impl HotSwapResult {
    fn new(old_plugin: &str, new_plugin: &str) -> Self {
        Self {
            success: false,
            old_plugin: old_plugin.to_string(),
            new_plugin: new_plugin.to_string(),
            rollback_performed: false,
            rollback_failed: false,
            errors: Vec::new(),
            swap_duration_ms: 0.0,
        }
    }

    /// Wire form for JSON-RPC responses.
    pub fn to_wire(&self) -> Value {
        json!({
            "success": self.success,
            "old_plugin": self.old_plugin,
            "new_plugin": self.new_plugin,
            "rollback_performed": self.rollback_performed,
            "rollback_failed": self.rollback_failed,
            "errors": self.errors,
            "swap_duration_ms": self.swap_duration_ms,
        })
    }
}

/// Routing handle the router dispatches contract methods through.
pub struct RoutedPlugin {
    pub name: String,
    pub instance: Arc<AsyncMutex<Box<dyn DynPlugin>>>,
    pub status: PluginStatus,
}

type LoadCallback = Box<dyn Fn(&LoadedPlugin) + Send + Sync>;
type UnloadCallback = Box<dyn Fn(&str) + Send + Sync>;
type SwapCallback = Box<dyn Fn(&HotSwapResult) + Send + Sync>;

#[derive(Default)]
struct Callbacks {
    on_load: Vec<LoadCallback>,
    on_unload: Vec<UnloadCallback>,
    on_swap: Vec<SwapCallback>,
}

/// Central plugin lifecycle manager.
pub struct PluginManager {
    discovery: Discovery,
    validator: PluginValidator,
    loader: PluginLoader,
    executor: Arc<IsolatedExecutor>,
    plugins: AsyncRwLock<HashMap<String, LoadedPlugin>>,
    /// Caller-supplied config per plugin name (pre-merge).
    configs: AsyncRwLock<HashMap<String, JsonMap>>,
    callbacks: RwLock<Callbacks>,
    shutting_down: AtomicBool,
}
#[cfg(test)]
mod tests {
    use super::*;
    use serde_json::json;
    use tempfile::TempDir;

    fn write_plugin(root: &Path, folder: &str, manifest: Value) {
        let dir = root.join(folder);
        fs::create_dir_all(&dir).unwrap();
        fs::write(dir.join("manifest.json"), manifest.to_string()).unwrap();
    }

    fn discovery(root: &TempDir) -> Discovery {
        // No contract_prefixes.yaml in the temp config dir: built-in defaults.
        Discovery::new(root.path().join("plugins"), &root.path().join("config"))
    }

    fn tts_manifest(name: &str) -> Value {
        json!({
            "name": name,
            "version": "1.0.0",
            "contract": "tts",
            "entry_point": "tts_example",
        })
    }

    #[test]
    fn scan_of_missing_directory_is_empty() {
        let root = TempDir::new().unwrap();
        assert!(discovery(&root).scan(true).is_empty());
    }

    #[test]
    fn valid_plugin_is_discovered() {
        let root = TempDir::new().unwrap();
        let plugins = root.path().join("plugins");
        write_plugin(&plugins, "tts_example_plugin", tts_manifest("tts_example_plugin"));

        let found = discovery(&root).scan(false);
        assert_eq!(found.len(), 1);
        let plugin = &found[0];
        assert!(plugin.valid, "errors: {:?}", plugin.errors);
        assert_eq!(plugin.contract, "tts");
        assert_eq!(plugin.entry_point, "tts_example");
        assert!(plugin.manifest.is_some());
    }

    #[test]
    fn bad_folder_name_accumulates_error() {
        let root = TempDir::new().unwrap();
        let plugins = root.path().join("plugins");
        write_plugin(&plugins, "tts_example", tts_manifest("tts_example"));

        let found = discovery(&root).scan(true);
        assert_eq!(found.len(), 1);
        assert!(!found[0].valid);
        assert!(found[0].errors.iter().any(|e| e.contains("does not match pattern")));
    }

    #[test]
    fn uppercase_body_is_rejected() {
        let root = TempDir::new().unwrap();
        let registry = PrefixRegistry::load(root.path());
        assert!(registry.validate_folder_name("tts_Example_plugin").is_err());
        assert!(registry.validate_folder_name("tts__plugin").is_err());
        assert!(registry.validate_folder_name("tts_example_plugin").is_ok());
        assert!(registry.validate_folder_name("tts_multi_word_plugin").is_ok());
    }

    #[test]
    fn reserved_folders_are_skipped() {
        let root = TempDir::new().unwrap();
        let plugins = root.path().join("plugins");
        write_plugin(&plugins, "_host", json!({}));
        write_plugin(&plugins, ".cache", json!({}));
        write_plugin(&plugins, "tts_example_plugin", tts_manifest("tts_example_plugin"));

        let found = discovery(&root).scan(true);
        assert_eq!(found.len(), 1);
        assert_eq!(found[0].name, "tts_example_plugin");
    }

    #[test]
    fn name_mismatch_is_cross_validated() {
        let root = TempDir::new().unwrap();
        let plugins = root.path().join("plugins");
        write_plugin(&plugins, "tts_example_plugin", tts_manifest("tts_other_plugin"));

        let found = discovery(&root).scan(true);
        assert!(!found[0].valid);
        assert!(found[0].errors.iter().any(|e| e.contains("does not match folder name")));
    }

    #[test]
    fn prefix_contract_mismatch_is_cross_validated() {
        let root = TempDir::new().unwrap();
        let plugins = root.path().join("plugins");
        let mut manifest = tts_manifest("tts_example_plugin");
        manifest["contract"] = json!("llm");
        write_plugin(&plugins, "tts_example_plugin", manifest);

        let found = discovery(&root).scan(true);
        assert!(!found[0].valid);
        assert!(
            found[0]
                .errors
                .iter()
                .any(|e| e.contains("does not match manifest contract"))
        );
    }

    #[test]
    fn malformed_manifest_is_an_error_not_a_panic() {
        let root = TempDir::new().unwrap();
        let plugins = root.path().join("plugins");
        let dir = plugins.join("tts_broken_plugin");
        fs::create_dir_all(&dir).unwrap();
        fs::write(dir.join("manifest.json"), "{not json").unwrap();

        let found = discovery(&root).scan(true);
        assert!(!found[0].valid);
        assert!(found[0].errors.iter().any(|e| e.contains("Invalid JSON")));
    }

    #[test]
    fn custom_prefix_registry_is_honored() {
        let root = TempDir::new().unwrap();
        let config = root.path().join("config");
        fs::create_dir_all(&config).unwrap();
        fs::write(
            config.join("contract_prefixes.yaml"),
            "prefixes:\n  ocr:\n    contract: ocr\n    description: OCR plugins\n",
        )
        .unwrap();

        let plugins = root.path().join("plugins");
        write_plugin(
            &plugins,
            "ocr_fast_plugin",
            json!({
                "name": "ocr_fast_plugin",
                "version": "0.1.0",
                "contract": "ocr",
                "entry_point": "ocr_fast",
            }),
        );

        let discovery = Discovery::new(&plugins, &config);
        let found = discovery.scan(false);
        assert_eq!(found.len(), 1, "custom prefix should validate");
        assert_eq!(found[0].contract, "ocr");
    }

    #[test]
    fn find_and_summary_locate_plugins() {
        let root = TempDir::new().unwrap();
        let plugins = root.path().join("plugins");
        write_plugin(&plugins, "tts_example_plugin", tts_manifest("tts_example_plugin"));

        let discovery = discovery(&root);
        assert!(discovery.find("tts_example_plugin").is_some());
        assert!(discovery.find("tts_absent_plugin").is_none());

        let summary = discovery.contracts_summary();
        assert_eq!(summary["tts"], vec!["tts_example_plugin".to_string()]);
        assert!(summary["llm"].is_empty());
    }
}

··········

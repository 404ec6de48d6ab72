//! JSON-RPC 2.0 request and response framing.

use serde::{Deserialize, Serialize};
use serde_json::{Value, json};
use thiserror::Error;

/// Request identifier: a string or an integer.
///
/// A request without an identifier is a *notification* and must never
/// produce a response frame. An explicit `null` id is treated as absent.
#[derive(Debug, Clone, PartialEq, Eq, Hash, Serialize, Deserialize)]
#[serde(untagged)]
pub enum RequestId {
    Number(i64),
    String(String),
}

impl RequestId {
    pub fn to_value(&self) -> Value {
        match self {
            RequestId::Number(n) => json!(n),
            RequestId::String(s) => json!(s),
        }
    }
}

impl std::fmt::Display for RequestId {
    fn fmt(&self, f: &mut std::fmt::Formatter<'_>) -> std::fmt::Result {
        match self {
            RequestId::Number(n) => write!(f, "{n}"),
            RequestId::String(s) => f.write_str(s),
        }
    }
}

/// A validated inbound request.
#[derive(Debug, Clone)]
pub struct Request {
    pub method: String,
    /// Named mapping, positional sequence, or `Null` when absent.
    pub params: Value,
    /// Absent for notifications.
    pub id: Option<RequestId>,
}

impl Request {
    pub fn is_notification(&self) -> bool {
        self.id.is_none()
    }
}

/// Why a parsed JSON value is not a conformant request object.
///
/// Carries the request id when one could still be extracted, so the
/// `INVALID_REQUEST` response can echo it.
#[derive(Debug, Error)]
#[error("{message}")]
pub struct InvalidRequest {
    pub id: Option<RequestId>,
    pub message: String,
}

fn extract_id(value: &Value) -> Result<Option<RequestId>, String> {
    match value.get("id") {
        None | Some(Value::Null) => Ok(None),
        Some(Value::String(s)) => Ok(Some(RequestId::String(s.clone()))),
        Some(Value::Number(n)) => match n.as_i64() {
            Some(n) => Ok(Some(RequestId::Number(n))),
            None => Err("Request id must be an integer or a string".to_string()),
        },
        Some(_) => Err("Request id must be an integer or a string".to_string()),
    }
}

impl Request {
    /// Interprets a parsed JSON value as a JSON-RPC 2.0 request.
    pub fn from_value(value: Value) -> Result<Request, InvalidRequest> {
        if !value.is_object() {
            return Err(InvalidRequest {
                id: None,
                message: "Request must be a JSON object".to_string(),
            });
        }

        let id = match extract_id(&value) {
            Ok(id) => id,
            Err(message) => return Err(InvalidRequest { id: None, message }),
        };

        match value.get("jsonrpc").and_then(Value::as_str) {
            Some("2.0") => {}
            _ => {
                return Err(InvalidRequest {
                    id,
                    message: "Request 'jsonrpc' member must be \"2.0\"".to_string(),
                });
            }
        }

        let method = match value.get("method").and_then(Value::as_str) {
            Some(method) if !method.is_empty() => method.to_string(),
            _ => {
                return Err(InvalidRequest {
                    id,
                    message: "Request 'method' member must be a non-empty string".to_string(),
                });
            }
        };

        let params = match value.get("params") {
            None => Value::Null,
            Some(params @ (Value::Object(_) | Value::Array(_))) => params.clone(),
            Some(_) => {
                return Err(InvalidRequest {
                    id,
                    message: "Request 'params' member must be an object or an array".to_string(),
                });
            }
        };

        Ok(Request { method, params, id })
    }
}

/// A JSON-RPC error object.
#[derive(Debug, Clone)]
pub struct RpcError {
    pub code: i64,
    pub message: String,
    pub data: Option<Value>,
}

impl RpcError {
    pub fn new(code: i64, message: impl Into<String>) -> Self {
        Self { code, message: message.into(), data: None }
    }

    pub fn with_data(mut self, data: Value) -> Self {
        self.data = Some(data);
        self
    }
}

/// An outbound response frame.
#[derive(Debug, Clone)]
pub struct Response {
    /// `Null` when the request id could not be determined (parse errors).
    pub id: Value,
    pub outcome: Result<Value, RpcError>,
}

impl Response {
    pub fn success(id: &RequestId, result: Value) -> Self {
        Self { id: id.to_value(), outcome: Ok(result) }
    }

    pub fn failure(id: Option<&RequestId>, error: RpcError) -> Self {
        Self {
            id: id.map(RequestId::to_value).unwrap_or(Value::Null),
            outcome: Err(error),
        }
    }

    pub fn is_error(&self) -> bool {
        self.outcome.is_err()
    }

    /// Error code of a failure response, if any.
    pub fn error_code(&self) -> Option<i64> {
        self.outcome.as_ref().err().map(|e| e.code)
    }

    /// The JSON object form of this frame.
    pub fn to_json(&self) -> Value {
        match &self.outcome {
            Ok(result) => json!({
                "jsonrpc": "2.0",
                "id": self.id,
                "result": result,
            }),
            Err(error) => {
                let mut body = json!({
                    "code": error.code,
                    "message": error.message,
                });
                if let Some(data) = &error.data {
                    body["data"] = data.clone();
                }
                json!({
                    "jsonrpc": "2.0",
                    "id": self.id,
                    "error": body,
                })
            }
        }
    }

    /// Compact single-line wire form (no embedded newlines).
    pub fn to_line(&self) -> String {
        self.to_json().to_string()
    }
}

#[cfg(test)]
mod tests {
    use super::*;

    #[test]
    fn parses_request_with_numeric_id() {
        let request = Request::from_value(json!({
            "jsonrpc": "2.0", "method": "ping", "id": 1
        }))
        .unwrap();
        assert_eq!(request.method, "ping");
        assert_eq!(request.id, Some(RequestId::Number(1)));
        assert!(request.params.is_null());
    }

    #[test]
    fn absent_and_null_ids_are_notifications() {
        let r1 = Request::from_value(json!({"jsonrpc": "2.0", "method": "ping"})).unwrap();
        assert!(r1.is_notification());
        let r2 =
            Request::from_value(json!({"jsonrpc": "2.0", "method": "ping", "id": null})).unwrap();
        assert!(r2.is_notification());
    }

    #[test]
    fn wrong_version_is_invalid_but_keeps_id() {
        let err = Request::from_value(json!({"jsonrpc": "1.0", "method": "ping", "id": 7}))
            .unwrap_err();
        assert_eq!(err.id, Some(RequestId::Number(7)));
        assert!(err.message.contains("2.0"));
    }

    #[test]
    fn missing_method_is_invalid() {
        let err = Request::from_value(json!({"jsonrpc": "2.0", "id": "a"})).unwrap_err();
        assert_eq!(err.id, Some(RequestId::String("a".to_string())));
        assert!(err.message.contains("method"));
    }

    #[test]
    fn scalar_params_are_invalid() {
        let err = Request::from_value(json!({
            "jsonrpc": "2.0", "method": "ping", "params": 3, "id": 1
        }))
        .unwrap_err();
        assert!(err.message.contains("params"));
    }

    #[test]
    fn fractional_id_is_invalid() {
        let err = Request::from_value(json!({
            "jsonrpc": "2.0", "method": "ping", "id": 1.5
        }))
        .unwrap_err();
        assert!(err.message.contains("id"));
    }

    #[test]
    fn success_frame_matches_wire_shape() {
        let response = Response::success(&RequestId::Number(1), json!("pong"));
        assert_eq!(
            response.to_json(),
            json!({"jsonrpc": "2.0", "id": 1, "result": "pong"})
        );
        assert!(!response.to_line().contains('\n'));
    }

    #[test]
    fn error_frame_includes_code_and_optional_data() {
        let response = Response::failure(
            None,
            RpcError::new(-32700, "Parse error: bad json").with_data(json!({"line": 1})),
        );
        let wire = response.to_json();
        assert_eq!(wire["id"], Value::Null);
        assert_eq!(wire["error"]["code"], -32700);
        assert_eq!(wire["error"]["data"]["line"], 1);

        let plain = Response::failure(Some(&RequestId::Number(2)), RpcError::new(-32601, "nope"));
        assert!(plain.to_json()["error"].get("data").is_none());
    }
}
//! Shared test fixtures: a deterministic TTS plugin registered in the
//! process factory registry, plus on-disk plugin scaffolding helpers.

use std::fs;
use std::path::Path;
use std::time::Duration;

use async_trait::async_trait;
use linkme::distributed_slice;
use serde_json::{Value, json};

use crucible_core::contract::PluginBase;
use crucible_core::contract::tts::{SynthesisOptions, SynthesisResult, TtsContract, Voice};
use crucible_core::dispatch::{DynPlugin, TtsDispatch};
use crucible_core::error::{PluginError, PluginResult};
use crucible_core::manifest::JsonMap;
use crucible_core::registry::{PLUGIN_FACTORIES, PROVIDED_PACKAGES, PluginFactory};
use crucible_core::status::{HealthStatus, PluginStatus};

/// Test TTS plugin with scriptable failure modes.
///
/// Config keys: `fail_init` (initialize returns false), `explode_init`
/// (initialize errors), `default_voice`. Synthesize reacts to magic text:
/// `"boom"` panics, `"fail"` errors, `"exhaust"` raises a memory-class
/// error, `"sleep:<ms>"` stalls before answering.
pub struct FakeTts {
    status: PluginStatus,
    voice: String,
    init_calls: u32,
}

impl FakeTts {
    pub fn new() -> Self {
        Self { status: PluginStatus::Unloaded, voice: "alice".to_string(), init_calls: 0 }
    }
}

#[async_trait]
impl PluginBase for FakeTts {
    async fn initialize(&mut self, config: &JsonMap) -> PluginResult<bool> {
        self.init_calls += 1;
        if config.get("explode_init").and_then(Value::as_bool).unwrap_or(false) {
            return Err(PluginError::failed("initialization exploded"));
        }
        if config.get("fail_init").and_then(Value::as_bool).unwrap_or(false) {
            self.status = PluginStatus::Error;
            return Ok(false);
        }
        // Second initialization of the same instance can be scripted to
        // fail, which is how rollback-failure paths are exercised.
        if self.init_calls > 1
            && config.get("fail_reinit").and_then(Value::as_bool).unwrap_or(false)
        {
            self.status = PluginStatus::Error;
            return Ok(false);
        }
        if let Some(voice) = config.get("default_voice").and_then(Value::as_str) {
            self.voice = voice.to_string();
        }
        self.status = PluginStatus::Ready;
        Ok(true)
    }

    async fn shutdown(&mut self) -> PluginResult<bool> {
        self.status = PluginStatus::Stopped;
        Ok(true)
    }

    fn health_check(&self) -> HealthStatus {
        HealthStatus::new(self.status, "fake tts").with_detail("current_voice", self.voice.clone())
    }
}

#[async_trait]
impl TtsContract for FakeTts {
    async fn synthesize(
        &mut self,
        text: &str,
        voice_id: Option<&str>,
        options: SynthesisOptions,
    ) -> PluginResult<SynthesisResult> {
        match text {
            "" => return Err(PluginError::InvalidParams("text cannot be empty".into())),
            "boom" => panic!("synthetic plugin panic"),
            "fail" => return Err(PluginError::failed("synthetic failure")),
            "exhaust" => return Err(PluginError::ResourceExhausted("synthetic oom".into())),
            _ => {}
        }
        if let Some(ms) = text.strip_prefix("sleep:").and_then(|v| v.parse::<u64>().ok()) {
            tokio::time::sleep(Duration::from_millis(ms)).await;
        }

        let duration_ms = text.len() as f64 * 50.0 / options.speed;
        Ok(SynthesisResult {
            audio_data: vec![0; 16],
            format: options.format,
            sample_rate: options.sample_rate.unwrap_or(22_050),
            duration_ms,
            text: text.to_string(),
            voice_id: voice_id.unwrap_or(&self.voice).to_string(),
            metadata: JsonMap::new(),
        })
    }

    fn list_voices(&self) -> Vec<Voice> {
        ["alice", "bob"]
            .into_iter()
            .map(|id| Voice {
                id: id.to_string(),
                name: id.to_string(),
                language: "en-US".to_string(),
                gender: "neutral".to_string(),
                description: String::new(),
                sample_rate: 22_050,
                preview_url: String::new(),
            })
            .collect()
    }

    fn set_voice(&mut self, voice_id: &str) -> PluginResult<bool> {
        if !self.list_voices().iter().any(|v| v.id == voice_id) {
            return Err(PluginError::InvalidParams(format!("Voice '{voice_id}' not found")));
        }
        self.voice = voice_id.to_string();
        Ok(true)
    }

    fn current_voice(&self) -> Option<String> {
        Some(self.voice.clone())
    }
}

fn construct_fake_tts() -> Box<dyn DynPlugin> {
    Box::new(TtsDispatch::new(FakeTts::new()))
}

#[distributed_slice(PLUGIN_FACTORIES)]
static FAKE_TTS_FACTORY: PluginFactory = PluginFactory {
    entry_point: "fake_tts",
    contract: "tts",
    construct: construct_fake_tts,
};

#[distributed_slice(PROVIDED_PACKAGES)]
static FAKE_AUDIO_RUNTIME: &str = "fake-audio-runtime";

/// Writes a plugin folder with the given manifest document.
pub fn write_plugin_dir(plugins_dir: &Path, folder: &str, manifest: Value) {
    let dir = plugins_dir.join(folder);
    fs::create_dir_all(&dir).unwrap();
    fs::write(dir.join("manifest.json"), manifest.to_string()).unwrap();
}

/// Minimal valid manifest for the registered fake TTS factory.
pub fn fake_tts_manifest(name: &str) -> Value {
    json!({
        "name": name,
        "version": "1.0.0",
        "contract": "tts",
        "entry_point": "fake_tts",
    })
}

··········

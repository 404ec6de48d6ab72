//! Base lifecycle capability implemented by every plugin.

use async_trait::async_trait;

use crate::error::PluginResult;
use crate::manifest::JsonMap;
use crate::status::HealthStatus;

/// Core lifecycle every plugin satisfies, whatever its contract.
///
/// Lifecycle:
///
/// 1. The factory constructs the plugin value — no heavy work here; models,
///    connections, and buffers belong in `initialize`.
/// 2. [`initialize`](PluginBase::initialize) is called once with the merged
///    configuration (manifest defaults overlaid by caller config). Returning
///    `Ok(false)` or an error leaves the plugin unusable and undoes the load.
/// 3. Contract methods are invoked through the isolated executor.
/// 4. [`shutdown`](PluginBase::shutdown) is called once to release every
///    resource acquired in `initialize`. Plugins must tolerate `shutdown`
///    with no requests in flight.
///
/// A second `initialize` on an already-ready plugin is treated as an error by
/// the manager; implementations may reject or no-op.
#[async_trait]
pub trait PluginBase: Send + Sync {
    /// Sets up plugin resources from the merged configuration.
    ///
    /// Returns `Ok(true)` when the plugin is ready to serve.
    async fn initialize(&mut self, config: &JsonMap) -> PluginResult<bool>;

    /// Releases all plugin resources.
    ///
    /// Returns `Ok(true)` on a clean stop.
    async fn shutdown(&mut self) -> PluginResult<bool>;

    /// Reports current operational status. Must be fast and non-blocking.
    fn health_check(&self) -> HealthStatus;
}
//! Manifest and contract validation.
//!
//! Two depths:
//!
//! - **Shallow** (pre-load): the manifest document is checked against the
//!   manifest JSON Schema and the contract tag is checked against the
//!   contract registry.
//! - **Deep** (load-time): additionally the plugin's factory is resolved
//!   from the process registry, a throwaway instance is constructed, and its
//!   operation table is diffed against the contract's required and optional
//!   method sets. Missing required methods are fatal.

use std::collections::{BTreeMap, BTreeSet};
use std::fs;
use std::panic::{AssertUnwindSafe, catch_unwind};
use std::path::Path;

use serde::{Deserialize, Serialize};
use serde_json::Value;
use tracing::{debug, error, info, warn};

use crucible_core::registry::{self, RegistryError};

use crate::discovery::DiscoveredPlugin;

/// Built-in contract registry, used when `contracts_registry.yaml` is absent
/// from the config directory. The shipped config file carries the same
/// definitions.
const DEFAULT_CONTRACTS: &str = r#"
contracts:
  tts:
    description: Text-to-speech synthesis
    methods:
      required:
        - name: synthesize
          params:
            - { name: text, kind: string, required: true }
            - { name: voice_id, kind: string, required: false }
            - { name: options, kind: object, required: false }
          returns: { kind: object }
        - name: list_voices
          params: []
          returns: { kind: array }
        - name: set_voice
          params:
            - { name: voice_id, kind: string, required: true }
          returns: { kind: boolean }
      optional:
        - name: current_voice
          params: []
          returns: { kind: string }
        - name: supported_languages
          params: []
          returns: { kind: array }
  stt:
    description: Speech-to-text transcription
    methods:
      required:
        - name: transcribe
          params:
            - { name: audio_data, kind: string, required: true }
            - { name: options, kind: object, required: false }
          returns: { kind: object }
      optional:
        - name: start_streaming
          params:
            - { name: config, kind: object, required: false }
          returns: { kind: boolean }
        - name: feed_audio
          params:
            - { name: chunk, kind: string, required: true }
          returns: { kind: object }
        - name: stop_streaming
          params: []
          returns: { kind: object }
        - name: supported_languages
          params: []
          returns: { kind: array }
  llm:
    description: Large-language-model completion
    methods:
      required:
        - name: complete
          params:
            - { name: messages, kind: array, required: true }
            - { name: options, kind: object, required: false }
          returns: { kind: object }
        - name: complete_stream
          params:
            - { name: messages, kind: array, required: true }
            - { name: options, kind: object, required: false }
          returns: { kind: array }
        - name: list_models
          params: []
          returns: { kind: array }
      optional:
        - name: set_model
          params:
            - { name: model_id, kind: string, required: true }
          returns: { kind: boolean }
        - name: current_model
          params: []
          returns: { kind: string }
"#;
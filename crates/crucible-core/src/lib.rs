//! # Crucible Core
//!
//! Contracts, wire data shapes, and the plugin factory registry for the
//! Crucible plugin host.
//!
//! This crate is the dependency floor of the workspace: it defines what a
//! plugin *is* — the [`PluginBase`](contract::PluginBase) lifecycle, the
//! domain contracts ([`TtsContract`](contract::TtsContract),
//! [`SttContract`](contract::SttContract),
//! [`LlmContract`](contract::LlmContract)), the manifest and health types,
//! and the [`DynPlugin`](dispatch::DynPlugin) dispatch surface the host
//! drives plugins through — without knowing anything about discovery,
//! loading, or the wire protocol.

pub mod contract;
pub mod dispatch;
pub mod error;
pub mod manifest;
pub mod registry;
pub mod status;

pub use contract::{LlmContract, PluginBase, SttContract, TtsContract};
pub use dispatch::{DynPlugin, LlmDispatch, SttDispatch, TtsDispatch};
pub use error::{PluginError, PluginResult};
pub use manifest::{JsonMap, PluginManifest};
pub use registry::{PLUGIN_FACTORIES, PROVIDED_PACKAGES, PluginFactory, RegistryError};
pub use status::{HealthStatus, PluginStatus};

··········

Would you state how many lines of the data above hold the string "synthetic"? Reply with the number alone.

3